聚蘋果酸-阿霉素/多烯紫杉醇納米共聚物的制備及性質研究

余 喆，周 青，喬友備，郭松巖，張 雨，吳 紅

(空軍軍醫大學藥學院藥物分析學教研室，西安 710032)

化療是治療癌癥的重要手段之一[1]，化療藥物通常為小分子藥物，難溶于水，生物利用度較低，尤其是非特異性毒性及多藥耐藥性等限制了其發展[2]。聚合物載體材料用于藥物的輸送可實現高效低毒地治療腫瘤[3-4]，藥物通過共價鍵與聚合物連接形成納米共聚物，可改善藥物水溶性并靶向腫瘤部位給藥，減少藥物在正常組織的蓄積。常用的聚合物載體主要有聚氨基酸類、聚酯類和多糖等，其中聚酯類是應用最廣泛的載體材料，包括聚乳酸乙醇酸共聚物(PLGA)、聚乳酸(PLA)和聚己內酯(PCL)等，它們不溶于水，且可修飾基團有限，僅有端基可供修飾，難以滿足藥物載體多功能修飾的要求。聚蘋果酸[poly (β-malic acid)，PMLA]是一種新型的脂肪族聚酯，在體內可生物降解，水溶性好，且有許多懸掛羧基可供修飾，是一種優于多糖和多肽類生物高分子的新型藥物載體。但PMLA作為藥物載體研究還處于起步階段，鮮見其他以PMLA為藥物載體的研究報道。

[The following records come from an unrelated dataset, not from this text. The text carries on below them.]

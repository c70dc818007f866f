//! # graphlink
//!
//! Named, lazily created clients for social graph API SDKs. Connection profiles come
//! from configuration, the SDK is loaded once, and each profile's client is built on
//! first use and reused afterwards.

pub mod cache;
pub mod config;
pub mod error;
pub mod factory;
pub mod loader;
pub mod registry;
pub mod shared;

// Re-export commonly used types
pub use config::{
    ConnectionConfig, ConnectionOptions, ConnectionSet, DEFAULT_CONNECTION_KEY, OptionValue,
    RegistryConfig,
};
pub use error::RegistryError;
pub use factory::{ClientFactory, FnFactory};
pub use loader::{LoadError, LoadState, SdkLoader, SdkSource};
pub use registry::{ClientRegistry, DylibRegistry};
pub use shared::{get_shared_registry, initialize_shared_registry, initialize_shared_registry_with_config};

/// Current version of the crate
pub const VERSION: &str = env!("CARGO_PKG_VERSION");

阿霉素(doxorubicin，DOX)與多烯紫杉醇(docetaxel，DTX)是臨床常見的化療小分子藥物，是治療乳腺癌的一線用藥[5-7]。DOX能干擾DNA合成期堿基對的配對，使S期細胞比例提高[8]；DTX為紫杉烷類藥物，主要抑制細胞分裂期，使細胞停滯在G2/M期，兩藥聯用產生序貫協同作用。阿霉素的分子結構具有活性氨基，較易被聚合物通過共價鍵相連修飾成DOX前藥且保留了DOX的抗腫瘤活性[9]。早期研究表明，DTX的2′位C上所連羥基酰基化取代具有更好的抗腫瘤效果，且2′位C的單羥基取代比多羥基取代在生理條件下更易水解[10-11]。因此，本研究利用PMLA作為載體，采用“一鍋煮”法同時將DOX與DTX分別以酰胺鍵和酯鍵與PMLA連接，考察納米共聚物與游離藥物的細胞內攝作用及對腫瘤細胞的抑制作用，研究2種藥物的協同抗腫瘤作用。

1 儀器與試藥

1.1儀器 Advance DMX500核磁共振波譜儀(德國Bruker公司)；THZ-C-1全溫振蕩器(太倉市實驗設備廠)；1260 Inifity Ⅱ高效液相色譜儀(美國Agilent公司)；LGJ-10冷凍干燥機(美國SIM公司)；BIO-RAD 680酶聯免疫檢測儀(美國伯樂公司)；Tecnai Spirit 100KV透射電子顯微鏡(美國FEI公司)；DelsaTMNano C動態光散射粒度分析儀(美國貝克曼庫爾特公司)；FluoView FV1000激光共聚焦顯微鏡(奧林巴斯(中國)有限公司)。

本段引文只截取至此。